Les élections législatives marocaines, programmées pour le 23 septembre, suscitent un climat d’incertitude et de mécontentement parmi les électeurs. Ce scrutin pourrait marquer un tournant historique, avec la possibilité qu’une femme accède au poste de Premier ministre pour la première fois dans le royaume.

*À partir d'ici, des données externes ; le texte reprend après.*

// worker thread loop
use super::task::{Task, TaskOutcome};
use super::thread_pool::Inner;
use std::sync::Arc;
use std::time::Instant;
use tracing::error;

/// Run `first`, then keep taking queued tasks until the pool retires this
/// worker (keep-alive expiry or shutdown with an empty queue).
pub(crate) fn run(pool: Arc<Inner>, first: Option<Task>) {
    let mut next = first;

    loop {
        let task = match next.take() {
            Some(task) => task,
            None => match pool.next_task() {
                Some(task) => task,
                None => break,
            },
        };
        execute_task(&pool, task);
    }
}

fn execute_task(pool: &Inner, task: Task) {
    let tid = task.id;
    let waited = task.submitted_at.elapsed();

    pool.task_started();
    let start = Instant::now();
    let outcome = task.run();
    let ran = start.elapsed();
    pool.task_finished();

    match outcome {
        TaskOutcome::Completed => pool.metrics.record_completion(waited, ran, false),
        TaskOutcome::Panicked(info) => {
            error!(pool = %pool.name(), task = tid.as_u64(), "task panicked: {}", info.message);
            pool.metrics.record_completion(waited, ran, true);
        }
        TaskOutcome::Cancelled => pool.metrics.record_cancelled(),
    }
}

Abdellah Tourabi, enseignant à l’université Hassan 2 de Casablanca et chroniqueur pour le journal Tel Quel, souligne que de nombreux citoyens expriment des frustrations face à un système politique qu’ils jugent déconnecté de leurs préoccupations quotidiennes. Les attentes des électeurs sont élevées, mais la réalité des promesses électorales passées laisse souvent un goût amer.
Le contexte socio-économique du Maroc, caractérisé par des inégalités persistantes et un taux de chômage élevé, exacerbe ces sentiments d’insatisfaction. Les électeurs souhaitent des changements tangibles qui pourraient améliorer leur qualité de vie et renforcer la transparence au sein des institutions.
À l’approche des élections, les partis politiques intensifient leurs campagnes, mais les résultats des précédents scrutins ont souvent été marqués par une faible participation électorale, un indicateur de la désillusion croissante parmi la population.
Les enjeux des législatives de cette année sont cruciaux pour l’avenir du pays. Les électeurs espèrent que les nouveaux députés sauront répondre à leurs attentes et s’attaquer aux problèmes structurels qui entravent le développement du Maroc.